2. The Humane League

The Humane League operates in the UK, the U.S., Mexico, and Japan, also advocating for welfare reforms in animal agriculture. Additionally, it works to reduce meat and dairy consumption through the promotion of Veganuary. ACE rates it for, among other things, its strong movement-building and monitoring of corporate compliance with welfare regulations.
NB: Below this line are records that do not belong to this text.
/// Returns information about a segment.
#[derive(std::default::Default, std::clone::Clone, std::fmt::Debug)]
pub struct GetSegment {
    _private: (),
}
impl GetSegment {
    /// Creates a new builder-style object to manufacture [`GetSegmentInput`](crate::input::GetSegmentInput)
    pub fn builder() -> crate::input::get_segment_input::Builder {
        crate::input::get_segment_input::Builder::default()
    }
    pub fn new() -> Self {
        Self { _private: () }
    }
}
impl smithy_http::response::ParseStrictResponse for GetSegment {
    type Output = std::result::Result<crate::output::GetSegmentOutput, crate::error::GetSegmentError>;
    fn parse(&self, response: &http::Response<bytes::Bytes>) -> Self::Output {
        if !response.status().is_success() {
            crate::operation_deser::parse_get_segment_error(response)
        } else {
            crate::operation_deser::parse_get_segment_response(response)
        }
    }
}

/// Returns a list of import jobs for a specific segment.
#[derive(std::default::Default, std::clone::Clone, std::fmt::Debug)]
pub struct GetSegmentImportJobs {
    _private: (),
}
impl GetSegmentImportJobs {
    /// Creates a new builder-style object to manufacture [`GetSegmentImportJobsInput`](crate::input::GetSegmentImportJobsInput)
    pub fn builder() -> crate::input::get_segment_import_jobs_input::Builder {
        crate::input::get_segment_import_jobs_input::Builder::default()
    }
    pub fn new() -> Self {
        Self { _private: () }
    }
}
impl smithy_http::response::ParseStrictResponse for GetSegmentImportJobs {
    type Output = std::result::Result<crate::output::GetSegmentImportJobsOutput, crate::error::GetSegmentImportJobsError>;
    fn parse(&self, response: &http::Response<bytes::Bytes>) -> Self::Output {
        if !response.status().is_success() {
            crate::operation_deser::parse_get_segment_import_jobs_error(response)
        } else {
            crate::operation_deser::parse_get_segment_import_jobs_response(response)
        }
    }
}

/// Returns information about a segment version.
#[derive(std::default::Default, std::clone::Clone, std::fmt::Debug)]
pub struct GetSegmentVersion {
    _private: (),
}
impl GetSegmentVersion {
    /// Creates a new builder-style object to manufacture [`GetSegmentVersionInput`](crate::input::GetSegmentVersionInput)
    pub fn builder() -> crate::input::get_segment_version_input::Builder {
        crate::input::get_segment_version_input::Builder::default()
    }
    pub fn new() -> Self {
        Self { _private: () }
    }
}
impl smithy_http::response::ParseStrictResponse for GetSegmentVersion {
    type Output = std::result::Result<crate::output::GetSegmentVersionOutput, crate::error::GetSegmentVersionError>;
    fn parse(&self, response: &http::Response<bytes::Bytes>) -> Self::Output {
        if !response.status().is_success() {
            crate::operation_deser::parse_get_segment_version_error(response)
        } else {
            crate::operation_deser::parse_get_segment_version_response(response)
        }
    }
}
3. The Good Food Institute (GFI)

GFI works in the U.S., Brazil, India, Hong Kong, Singapore, Europe, and Israel, to “increase the availability of animal-free products through supporting the development and marketing of plant-based and cell-cultured alternatives to animal products.” It engages in a mix of legislative advocacy, lobbying, corporate engagement, event organizing, research, and campus outreach. Helping alternatives to animal-based foods to gain funding and traction in different contexts is a really important way to move away from animal agriculture. But one caveat from ACE is that it seems “relatively uncertain when cell-cultured animal products will be competitive because their success depends on progress in research, development, and legal conditions.”

4. Wild Animal Initiative (WAI)

WAI is a U.S.-based organization working on a relatively neglected issue: how to alleviate the suffering and improve the welfare of wild animals. It conducts and promotes research on the subject, and ACE believes “that WAI’s goal of building an academic field for wild animal welfare is an ambitious but promising avenue for creating long-term change.”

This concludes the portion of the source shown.